Extracted records:
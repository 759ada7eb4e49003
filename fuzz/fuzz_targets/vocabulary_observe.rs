#![no_main]

use analytics::{CommandVectorizer, CommandVocabulary, VocabularyConfig};
use libfuzzer_sys::fuzz_target;

fuzz_target!(|data: &[u8]| {
    let config = VocabularyConfig {
        max_size: 256,
        ngram_min: 1,
        ngram_max: 3,
        use_idf: true,
    };

    let mut vocabulary = CommandVocabulary::new();
    let mut commands = Vec::new();
    for chunk in data.chunks(24).take(64) {
        let command = String::from_utf8_lossy(chunk).to_string();
        vocabulary.observe(&command, &config);
        commands.push(command);
    }
    assert!(vocabulary.len() <= config.max_size);

    let before = vocabulary.fingerprint();
    let vectorizer = CommandVectorizer::new(&vocabulary, &config);
    for command in &commands {
        let vector = vectorizer.vectorize(command);
        for (_, weight) in &vector.entries {
            assert!(weight.is_finite() && *weight >= 0.0);
        }
    }
    // Vectorization is read-only.
    assert_eq!(vocabulary.fingerprint(), before);
});
//! N-gram command vocabulary and tf-idf sparse vectors.
//!
//! The vocabulary is the only state shared across runs. It is grown
//! under single-writer access before parallel extraction starts
//! ("freeze-then-extract"), then read immutably for the rest of the
//! run, and persisted atomically at run end.

use std::collections::BTreeMap;

use serde::{Deserialize, Serialize};
use sha2::{Digest, Sha256};

use crate::config::VocabularyConfig;

#[derive(Debug, Clone, Copy, PartialEq, Eq, Serialize, Deserialize)]
pub struct TokenEntry {
    pub index: usize,
    pub document_frequency: u64,
}

/// Persistent n-gram token map. Deterministically ordered (BTreeMap)
/// so the fingerprint is stable across runs and platforms.
#[derive(Debug, Clone, Default, Serialize, Deserialize)]
pub struct CommandVocabulary {
    tokens: BTreeMap<String, TokenEntry>,
    next_index: usize,
    documents_seen: u64,
}

impl CommandVocabulary {
    pub fn new() -> Self {
        Self::default()
    }

    pub fn len(&self) -> usize {
        self.tokens.len()
    }

    pub fn is_empty(&self) -> bool {
        self.tokens.is_empty()
    }

    pub fn documents_seen(&self) -> u64 {
        self.documents_seen
    }

    pub fn get(&self, token: &str) -> Option<TokenEntry> {
        self.tokens.get(token).copied()
    }

    /// Ingest one command (a "document"), growing the vocabulary up to
    /// `config.max_size`. Past the cap, unseen tokens are dropped;
    /// known tokens still update document frequency.
    pub fn observe(&mut self, command: &str, config: &VocabularyConfig) {
        let grams = ngrams(command, config.ngram_min, config.ngram_max);
        if grams.is_empty() {
            return;
        }
        self.documents_seen += 1;

        let mut seen_this_doc: Vec<&str> = Vec::with_capacity(grams.len());
        for gram in &grams {
            if seen_this_doc.contains(&gram.as_str()) {
                continue;
            }
            seen_this_doc.push(gram.as_str());

            if let Some(entry) = self.tokens.get_mut(gram.as_str()) {
                entry.document_frequency += 1;
            } else if self.tokens.len() < config.max_size {
                let index = self.next_index;
                self.next_index += 1;
                self.tokens.insert(
                    gram.clone(),
                    TokenEntry {
                        index,
                        document_frequency: 1,
                    },
                );
            }
            // else: at capacity, out-of-vocabulary token dropped.
        }
    }

    /// Monotonic content fingerprint over the token set and counts.
    pub fn fingerprint(&self) -> String {
        let mut hasher = Sha256::new();
        hasher.update(self.documents_seen.to_be_bytes());
        for (token, entry) in &self.tokens {
            hasher.update(token.as_bytes());
            hasher.update([0u8]);
            hasher.update((entry.index as u64).to_be_bytes());
            hasher.update(entry.document_frequency.to_be_bytes());
        }
        let digest = hasher.finalize();
        let mut out = String::with_capacity(64);
        for byte in digest {
            out.push_str(&format!("{:02x}", byte));
        }
        out
    }
}

/// Sparse vector, entries sorted by token index.
#[derive(Debug, Clone, Default, PartialEq, Serialize, Deserialize)]
pub struct SparseVector {
    pub entries: Vec<(usize, f64)>,
}

impl SparseVector {
    pub fn is_empty(&self) -> bool {
        self.entries.is_empty()
    }

    pub fn norm(&self) -> f64 {
        self.entries.iter().map(|(_, w)| w * w).sum::<f64>().sqrt()
    }

    pub fn dot(&self, other: &SparseVector) -> f64 {
        let mut sum = 0.0;
        let mut a = self.entries.iter().peekable();
        let mut b = other.entries.iter().peekable();
        while let (Some(&&(ia, wa)), Some(&&(ib, wb))) = (a.peek(), b.peek()) {
            match ia.cmp(&ib) {
                std::cmp::Ordering::Less => {
                    a.next();
                }
                std::cmp::Ordering::Greater => {
                    b.next();
                }
                std::cmp::Ordering::Equal => {
                    sum += wa * wb;
                    a.next();
                    b.next();
                }
            }
        }
        sum
    }

    /// Cosine distance in [0,1] for non-negative weights. Two empty
    /// vectors are identical; empty vs non-empty is maximally distant.
    pub fn cosine_distance(&self, other: &SparseVector) -> f64 {
        let na = self.norm();
        let nb = other.norm();
        if na <= 0.0 && nb <= 0.0 {
            return 0.0;
        }
        if na <= 0.0 || nb <= 0.0 {
            return 1.0;
        }
        (1.0 - self.dot(other) / (na * nb)).clamp(0.0, 1.0)
    }
}

/// Read-only vectorizer over a frozen vocabulary snapshot.
///
/// Contract: input text must already be canonical (normalized,
/// non-defanged); see the normalization property test for the
/// equivalence this relies on.
pub struct CommandVectorizer<'v> {
    vocabulary: &'v CommandVocabulary,
    config: &'v VocabularyConfig,
}

impl<'v> CommandVectorizer<'v> {
    pub fn new(vocabulary: &'v CommandVocabulary, config: &'v VocabularyConfig) -> Self {
        Self { vocabulary, config }
    }

    /// Term-frequency (optionally idf-weighted) sparse vector for one
    /// command. Out-of-vocabulary tokens contribute zero weight.
    pub fn vectorize(&self, command: &str) -> SparseVector {
        self.vectorize_all(std::slice::from_ref(&command.to_string()))
    }

    /// Vectorize a command sequence as one document.
    pub fn vectorize_all(&self, commands: &[String]) -> SparseVector {
        let mut counts: BTreeMap<usize, (f64, u64)> = BTreeMap::new();
        let mut total = 0u64;
        for command in commands {
            for gram in ngrams(command, self.config.ngram_min, self.config.ngram_max) {
                total += 1;
                if let Some(entry) = self.vocabulary.get(&gram) {
                    let slot = counts.entry(entry.index).or_insert((0.0, entry.document_frequency));
                    slot.0 += 1.0;
                }
            }
        }
        if total == 0 {
            return SparseVector::default();
        }

        let docs = self.vocabulary.documents_seen().max(1) as f64;
        let entries = counts
            .into_iter()
            .map(|(index, (count, df))| {
                let tf = count / total as f64;
                let weight = if self.config.use_idf {
                    // Smoothed idf: ln((1+N)/(1+df)) + 1, never negative.
                    tf * (((1.0 + docs) / (1.0 + df as f64)).ln() + 1.0)
                } else {
                    tf
                };
                (index, weight)
            })
            .collect();
        SparseVector { entries }
    }
}

/// Whitespace-tokenized n-grams of `command`, joined with single
/// spaces, for n in `min..=max`.
fn ngrams(command: &str, min: usize, max: usize) -> Vec<String> {
    let tokens: Vec<&str> = command.split_whitespace().collect();
    if tokens.is_empty() {
        return Vec::new();
    }
    let mut out = Vec::new();
    for n in min..=max {
        if n == 0 || n > tokens.len() {
            continue;
        }
        for window in tokens.windows(n) {
            out.push(window.join(" "));
        }
    }
    out
}

#[cfg(test)]
mod tests;
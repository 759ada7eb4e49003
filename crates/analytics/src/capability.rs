//! One-shot storage capability detection.
//!
//! The probe runs once per analysis run; the resulting descriptor is
//! immutable for the run's lifetime and threaded through as
//! configuration. A failed probe means "capability absent", never a
//! fatal error.

use std::fmt;

use serde::{Deserialize, Serialize};
use tracing::{debug, warn};

#[derive(Debug, Clone, Copy, PartialEq, Eq, Serialize, Deserialize)]
pub struct BackendCapabilities {
    /// Whether a vector-similarity index is available for neighborhood
    /// queries.
    pub vector_backed: bool,
    /// Largest vector dimension the index accepts.
    pub max_dimension: usize,
}

impl BackendCapabilities {
    /// The no-index capability set, used for probe failures and plain
    /// in-memory backends.
    pub fn absent() -> Self {
        Self {
            vector_backed: false,
            max_dimension: 0,
        }
    }
}

#[derive(Debug)]
pub struct ProbeError(pub String);

impl fmt::Display for ProbeError {
    fn fmt(&self, f: &mut fmt::Formatter<'_>) -> fmt::Result {
        write!(f, "capability probe failed: {}", self.0)
    }
}

impl std::error::Error for ProbeError {}

/// Implemented by the host's storage backend handle.
pub trait CapabilityProbe {
    fn probe(&self) -> Result<BackendCapabilities, ProbeError>;
}

/// Probe the backend once, mapping any failure (timeout, missing
/// extension) to the absent capability set.
pub fn detect(probe: &dyn CapabilityProbe) -> BackendCapabilities {
    match probe.probe() {
        Ok(capabilities) => {
            debug!(
                vector_backed = capabilities.vector_backed,
                max_dimension = capabilities.max_dimension,
                "storage capabilities probed"
            );
            capabilities
        }
        Err(err) => {
            warn!(error = %err, "capability probe failed, assuming no vector index");
            BackendCapabilities::absent()
        }
    }
}

/// Probe for hosts without any vector-capable storage.
pub struct NoBackend;

impl CapabilityProbe for NoBackend {
    fn probe(&self) -> Result<BackendCapabilities, ProbeError> {
        Ok(BackendCapabilities::absent())
    }
}
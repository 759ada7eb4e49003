//! Entropy and normalization helpers shared by the extractors and
//! sub-detectors. Everything here returns finite values; callers rely
//! on that to uphold the [0,1] feature invariant.

use std::collections::HashMap;

/// Shannon entropy (bits) of the byte distribution of `s`.
pub(crate) fn shannon_entropy_bits(s: &str) -> f64 {
    if s.is_empty() {
        return 0.0;
    }

    let mut freq: HashMap<u8, usize> = HashMap::new();
    for b in s.as_bytes() {
        *freq.entry(*b).or_insert(0) += 1;
    }

    let n = s.len() as f64;
    freq.values()
        .map(|c| {
            let p = *c as f64 / n;
            -p * p.log2()
        })
        .sum()
}

/// Character-level entropy of `s`, normalized to [0,1] by the maximum
/// entropy for the observed character set (log2 of distinct bytes).
/// Zero when fewer than two distinct characters are present.
pub(crate) fn normalized_char_entropy(s: &str) -> f64 {
    let mut seen = [false; 256];
    let mut distinct = 0usize;
    for b in s.as_bytes() {
        if !seen[*b as usize] {
            seen[*b as usize] = true;
            distinct += 1;
        }
    }
    if distinct <= 1 {
        return 0.0;
    }
    let max_bits = (distinct as f64).log2();
    clamp01(shannon_entropy_bits(s) / max_bits)
}

/// Shannon entropy of an arbitrary count distribution, normalized to
/// [0,1] by log2(distinct). Zero when `distinct <= 1`.
pub(crate) fn normalized_count_entropy<I>(counts: I) -> f64
where
    I: IntoIterator<Item = u64>,
{
    let counts: Vec<u64> = counts.into_iter().filter(|&c| c > 0).collect();
    if counts.len() <= 1 {
        return 0.0;
    }
    let total: u64 = counts.iter().sum();
    if total == 0 {
        return 0.0;
    }
    let n = total as f64;
    let h: f64 = counts
        .iter()
        .map(|&c| {
            let p = c as f64 / n;
            -p * p.log2()
        })
        .sum();
    clamp01(h / (counts.len() as f64).log2())
}

/// `log1p(x) / log1p(max)` scaling for unbounded counts and durations.
/// Values at or above `max` clamp to 1.0.
pub(crate) fn log1p_norm(x: f64, max: f64) -> f64 {
    if !x.is_finite() || x <= 0.0 || max <= 0.0 {
        return 0.0;
    }
    clamp01(x.ln_1p() / max.ln_1p())
}

/// Safe ratio: 0.0 on a zero or non-finite denominator, clamped to [0,1].
pub(crate) fn ratio(num: f64, den: f64) -> f64 {
    if !den.is_finite() || den <= 0.0 || !num.is_finite() {
        return 0.0;
    }
    clamp01(num / den)
}

pub(crate) fn clamp01(x: f64) -> f64 {
    if x.is_nan() {
        return 0.0;
    }
    x.clamp(0.0, 1.0)
}

/// Percentile over a pre-sorted slice (nearest-rank).
pub(crate) fn percentile_sorted(values: &[f64], p: f64) -> f64 {
    if values.is_empty() {
        return 0.0;
    }
    let rank = ((p / 100.0) * (values.len() - 1) as f64).round() as usize;
    values[rank.min(values.len() - 1)]
}

/// Cosine distance (1 - cosine similarity) between two dense vectors.
/// Zero-norm inputs are maximally distant from everything non-zero and
/// at distance zero from each other.
pub(crate) fn cosine_distance(a: &[f64], b: &[f64]) -> f64 {
    let mut dot = 0.0;
    let mut na = 0.0;
    let mut nb = 0.0;
    for (x, y) in a.iter().zip(b) {
        dot += x * y;
        na += x * x;
        nb += y * y;
    }
    if na <= 0.0 && nb <= 0.0 {
        return 0.0;
    }
    if na <= 0.0 || nb <= 0.0 {
        return 1.0;
    }
    (1.0 - dot / (na.sqrt() * nb.sqrt())).clamp(0.0, 2.0)
}

/// Great-circle distance in kilometers between two WGS84 coordinates.
pub(crate) fn haversine_km(lat1: f64, lon1: f64, lat2: f64, lon2: f64) -> f64 {
    const EARTH_RADIUS_KM: f64 = 6371.0;
    let dlat = (lat2 - lat1).to_radians();
    let dlon = (lon2 - lon1).to_radians();
    let a = (dlat / 2.0).sin().powi(2)
        + lat1.to_radians().cos() * lat2.to_radians().cos() * (dlon / 2.0).sin().powi(2);
    2.0 * EARTH_RADIUS_KM * a.sqrt().asin()
}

Exercise instructions:
All of the lines above that carry the string "VocabularyConfig" need to be found and copied.

Your solution:
use analytics::{CommandVectorizer, CommandVocabulary, VocabularyConfig};
    let config = VocabularyConfig {
use crate::config::VocabularyConfig;
    pub fn observe(&mut self, command: &str, config: &VocabularyConfig) {
    config: &'v VocabularyConfig,
    pub fn new(vocabulary: &'v CommandVocabulary, config: &'v VocabularyConfig) -> Self {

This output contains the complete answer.